Unsupervised Learning with Text II

4/05/2017

For today

Getting the most out of topic modeling.
Multidimensional scaling of texts.
Introduction to Computer Vision and Image Analysis

Getting the most out of topic models

Topic models give us two types of outputs that allow us to do many things.
Output 1: topics in a corpus.
Output 2: topic proportions for each document.

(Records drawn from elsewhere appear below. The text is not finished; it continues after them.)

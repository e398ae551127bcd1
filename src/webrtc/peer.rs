//! Per-peer connection and data-channel lifecycle.
//!
//! A [`PeerLink`] owns exactly one `RTCPeerConnection` and at most one data
//! channel. Links never talk to each other; everything they observe is
//! reported back to the manager loop as a [`PeerEvent`].

use anyhow::Result;
use std::sync::atomic::{AtomicBool, Ordering};
use std::sync::{Arc, Mutex, RwLock, Weak};
use tokio::sync::mpsc;
use tracing::{debug, info, warn};
use webrtc::api::interceptor_registry::register_default_interceptors;
use webrtc::api::media_engine::MediaEngine;
use webrtc::api::APIBuilder;
use webrtc::data_channel::data_channel_init::RTCDataChannelInit;
use webrtc::data_channel::data_channel_message::DataChannelMessage;
use webrtc::data_channel::data_channel_state::RTCDataChannelState;
use webrtc::data_channel::RTCDataChannel;
use webrtc::ice_transport::ice_candidate::{RTCIceCandidate, RTCIceCandidateInit};
use webrtc::ice_transport::ice_server::RTCIceServer;
use webrtc::interceptor::registry::Registry;
use webrtc::peer_connection::configuration::RTCConfiguration;
use webrtc::peer_connection::peer_connection_state::RTCPeerConnectionState;
use webrtc::peer_connection::sdp::session_description::RTCSessionDescription;
use webrtc::peer_connection::RTCPeerConnection;

use super::types::{
    short_peer, IceCandidateJson, SessionSdp, SignalMessage, DATA_CHANNEL_LABEL,
};
use crate::uri::Role;

/// Events raised by link callbacks and manager timers, all funneled into the
/// manager loop so state mutation stays single-threaded.
#[derive(Debug)]
pub(crate) enum PeerEvent {
    /// A usable path to the peer exists (channel open or connection up).
    Open { peer_id: String },
    /// The channel or connection went away.
    Closed { peer_id: String },
    /// A text frame arrived on the data channel.
    Message { peer_id: String, text: String },
    /// A settle delay elapsed; run initiator election for this peer.
    Elect { peer_id: String },
}

pub(crate) struct PeerLink {
    pub(crate) peer_id: String,
    /// Remote role. Guessed as reader when an offer arrives from a peer the
    /// registry does not know yet; corrected on the next registry update.
    role: RwLock<Role>,
    pc: Arc<RTCPeerConnection>,
    data_channel: Mutex<Option<Arc<RTCDataChannel>>>,
    /// Remote candidates that arrived before the remote description.
    pending_candidates: Mutex<Vec<RTCIceCandidateInit>>,
    outbound_tx: mpsc::UnboundedSender<String>,
    outbound_rx: Mutex<Option<mpsc::UnboundedReceiver<String>>>,
    writer_started: AtomicBool,
    connected: AtomicBool,
    signal_tx: mpsc::UnboundedSender<SignalMessage>,
    event_tx: mpsc::UnboundedSender<PeerEvent>,
}

impl PeerLink {
    pub(crate) async fn new(
        peer_id: String,
        role: Role,
        stun_servers: &[String],
        signal_tx: mpsc::UnboundedSender<SignalMessage>,
        event_tx: mpsc::UnboundedSender<PeerEvent>,
    ) -> Result<Arc<Self>> {
        let mut media = MediaEngine::default();
        media.register_default_codecs()?;

        let mut registry = Registry::new();
        registry = register_default_interceptors(registry, &mut media)?;

        let api = APIBuilder::new()
            .with_media_engine(media)
            .with_interceptor_registry(registry)
            .build();

        let ice_servers: Vec<RTCIceServer> = stun_servers
            .iter()
            .map(|url| RTCIceServer {
                urls: vec![url.clone()],
                ..Default::default()
            })
            .collect();

        let config = RTCConfiguration {
            ice_servers,
            ..Default::default()
        };

        let pc = Arc::new(api.new_peer_connection(config).await?);
        let (outbound_tx, outbound_rx) = mpsc::unbounded_channel();

        let link = Arc::new(Self {
            peer_id,
            role: RwLock::new(role),
            pc,
            data_channel: Mutex::new(None),
            pending_candidates: Mutex::new(Vec::new()),
            outbound_tx,
            outbound_rx: Mutex::new(Some(outbound_rx)),
            writer_started: AtomicBool::new(false),
            connected: AtomicBool::new(false),
            signal_tx,
            event_tx,
        });

        Self::install_handlers(&link);
        Ok(link)
    }

    fn install_handlers(link: &Arc<Self>) {
        // Forward local ICE candidates through signaling.
        let target = link.peer_id.clone();
        let signal_tx = link.signal_tx.clone();
        link.pc
            .on_ice_candidate(Box::new(move |candidate: Option<RTCIceCandidate>| {
                let target = target.clone();
                let signal_tx = signal_tx.clone();
                Box::pin(async move {
                    let Some(candidate) = candidate else { return };
                    match candidate.to_json() {
                        Ok(init) => {
                            let _ = signal_tx.send(SignalMessage::WebrtcIceCandidate {
                                target_peer_id: Some(target),
                                from_peer_id: None,
                                candidate: IceCandidateJson {
                                    candidate: init.candidate,
                                    sdp_mline_index: init.sdp_mline_index,
                                    sdp_mid: init.sdp_mid,
                                },
                            });
                        }
                        Err(e) => warn!("failed to encode local ICE candidate: {e}"),
                    }
                })
            }));

        let peer_id = link.peer_id.clone();
        let event_tx = link.event_tx.clone();
        link.pc
            .on_peer_connection_state_change(Box::new(move |state: RTCPeerConnectionState| {
                let peer_id = peer_id.clone();
                let event_tx = event_tx.clone();
                Box::pin(async move {
                    info!("peer {} connection state: {state}", short_peer(&peer_id));
                    match state {
                        RTCPeerConnectionState::Connected => {
                            let _ = event_tx.send(PeerEvent::Open { peer_id });
                        }
                        RTCPeerConnectionState::Failed | RTCPeerConnectionState::Closed => {
                            let _ = event_tx.send(PeerEvent::Closed { peer_id });
                        }
                        _ => {}
                    }
                })
            }));

        // Answerer side: the initiator creates the channel, we adopt it.
        let weak: Weak<Self> = Arc::downgrade(link);
        link.pc.on_data_channel(Box::new(move |dc: Arc<RTCDataChannel>| {
            let weak = weak.clone();
            Box::pin(async move {
                if let Some(link) = weak.upgrade() {
                    debug!(
                        "peer {} announced data channel '{}'",
                        short_peer(&link.peer_id),
                        dc.label()
                    );
                    link.adopt_channel(dc);
                }
            })
        }));
    }

    /// Wire up channel callbacks and remember the handle for sends.
    fn adopt_channel(&self, dc: Arc<RTCDataChannel>) {
        let peer_id = self.peer_id.clone();
        let event_tx = self.event_tx.clone();
        dc.on_open(Box::new(move || {
            let _ = event_tx.send(PeerEvent::Open {
                peer_id: peer_id.clone(),
            });
            Box::pin(async {})
        }));

        let peer_id = self.peer_id.clone();
        let event_tx = self.event_tx.clone();
        dc.on_close(Box::new(move || {
            let _ = event_tx.send(PeerEvent::Closed {
                peer_id: peer_id.clone(),
            });
            Box::pin(async {})
        }));

        let peer_id = self.peer_id.clone();
        let event_tx = self.event_tx.clone();
        dc.on_message(Box::new(move |msg: DataChannelMessage| {
            if msg.is_string {
                match String::from_utf8(msg.data.to_vec()) {
                    Ok(text) => {
                        let _ = event_tx.send(PeerEvent::Message {
                            peer_id: peer_id.clone(),
                            text,
                        });
                    }
                    Err(_) => debug!("peer {} sent non-UTF-8 text frame", short_peer(&peer_id)),
                }
            }
            Box::pin(async {})
        }));

        if let Ok(mut slot) = self.data_channel.lock() {
            *slot = Some(dc);
        }
    }

    /// Initiator path: create the channel, produce the local offer.
    pub(crate) async fn offer(&self) -> Result<SessionSdp> {
        let init = RTCDataChannelInit {
            ordered: Some(true),
            ..Default::default()
        };
        let dc = self
            .pc
            .create_data_channel(DATA_CHANNEL_LABEL, Some(init))
            .await?;
        self.adopt_channel(dc);

        let offer = self.pc.create_offer(None).await?;
        self.pc.set_local_description(offer.clone()).await?;
        Ok(SessionSdp {
            kind: offer.sdp_type.to_string(),
            sdp: offer.sdp,
        })
    }

    /// Answerer path: apply the remote offer, produce the local answer.
    pub(crate) async fn handle_offer(&self, offer: &SessionSdp) -> Result<SessionSdp> {
        let desc = RTCSessionDescription::offer(offer.sdp.clone())?;
        self.pc.set_remote_description(desc).await?;
        self.apply_pending_candidates().await;

        let answer = self.pc.create_answer(None).await?;
        self.pc.set_local_description(answer.clone()).await?;
        Ok(SessionSdp {
            kind: answer.sdp_type.to_string(),
            sdp: answer.sdp,
        })
    }

    pub(crate) async fn handle_answer(&self, answer: &SessionSdp) -> Result<()> {
        let desc = RTCSessionDescription::answer(answer.sdp.clone())?;
        self.pc.set_remote_description(desc).await?;
        self.apply_pending_candidates().await;
        Ok(())
    }

    /// Apply a remote candidate, or queue it until the remote description
    /// lands.
    pub(crate) async fn add_candidate(&self, candidate: IceCandidateJson) -> Result<()> {
        let init = RTCIceCandidateInit {
            candidate: candidate.candidate,
            sdp_mid: candidate.sdp_mid,
            sdp_mline_index: candidate.sdp_mline_index,
            username_fragment: None,
        };

        if self.pc.remote_description().await.is_none() {
            if let Ok(mut pending) = self.pending_candidates.lock() {
                debug!(
                    "peer {}: queueing candidate until remote description",
                    short_peer(&self.peer_id)
                );
                pending.push(init);
            }
            return Ok(());
        }

        self.pc.add_ice_candidate(init).await?;
        Ok(())
    }

    async fn apply_pending_candidates(&self) {
        let drained: Vec<RTCIceCandidateInit> = match self.pending_candidates.lock() {
            Ok(mut pending) => pending.drain(..).collect(),
            Err(_) => return,
        };
        for init in drained {
            if let Err(e) = self.pc.add_ice_candidate(init).await {
                warn!(
                    "peer {}: queued candidate rejected: {e}",
                    short_peer(&self.peer_id)
                );
            }
        }
    }

    /// Queue one serialized entry for this channel. Sends are drained in
    /// order by the writer task, so per-reader ordering follows submission
    /// order.
    pub(crate) fn enqueue(&self, line: &str) {
        let _ = self.outbound_tx.send(line.to_string());
    }

    /// Start draining the outbound queue once the channel is actually open.
    /// The peer connection reports `connected` before the channel finishes
    /// opening; sends issued in that window would fail and be lost, so lines
    /// queued earlier (e.g. a replay enqueued on connection-up) wait here.
    pub(crate) fn start_writer(&self) {
        let Some(dc) = self.data_channel.lock().ok().and_then(|slot| slot.clone()) else {
            return;
        };
        if dc.ready_state() != RTCDataChannelState::Open {
            return;
        }
        if self.writer_started.swap(true, Ordering::SeqCst) {
            return;
        }
        let Some(mut rx) = self.outbound_rx.lock().ok().and_then(|mut slot| slot.take()) else {
            return;
        };

        let peer_id = self.peer_id.clone();
        tokio::spawn(async move {
            while let Some(line) = rx.recv().await {
                // Failed sends are logged and the connection left alone;
                // teardown is driven by signaling and state transitions.
                if let Err(e) = dc.send_text(line).await {
                    warn!(
                        "peer {}: data channel send failed: {e}",
                        short_peer(&peer_id)
                    );
                }
            }
        });
    }

    /// Returns `true` on the first transition into the open state. The
    /// manager drives this through the delivery buffer's lock so the
    /// transition cannot interleave with a submission's target selection.
    pub(crate) fn mark_open(&self) -> bool {
        !self.connected.swap(true, Ordering::SeqCst)
    }

    pub(crate) fn is_open(&self) -> bool {
        self.connected.load(Ordering::SeqCst)
    }

    pub(crate) fn role(&self) -> Role {
        self.role.read().map(|r| *r).unwrap_or(Role::Reader)
    }

    pub(crate) fn set_role(&self, role: Role) {
        if let Ok(mut slot) = self.role.write() {
            *slot = role;
        }
    }

    pub(crate) fn connection_state(&self) -> RTCPeerConnectionState {
        self.pc.connection_state()
    }

    /// Best-effort close of channel and connection; errors suppressed.
    pub(crate) async fn close(&self) {
        let dc = self.data_channel.lock().ok().and_then(|mut slot| slot.take());
        if let Some(dc) = dc {
            let _ = dc.close().await;
        }
        let _ = self.pc.close().await;
    }
}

Topics in a corpus - corpus structure

Estimating a topic model over a corpus allows us to get a sense of how a set of docs are structured.
Let's do an example with the Associated Press articles

Associated press articles

data("AssociatedPress")
AssociatedPress

## <<DocumentTermMatrix (documents: 2246, terms: 10473)>>
## Non-/sparse entries: 302031/23220327
## Sparsity           : 99%
## Maximal term length: 18
## Weighting          : term frequency (tf)

ap_lda <- LDA(AssociatedPress, k = 5, control = list(seed = 1234))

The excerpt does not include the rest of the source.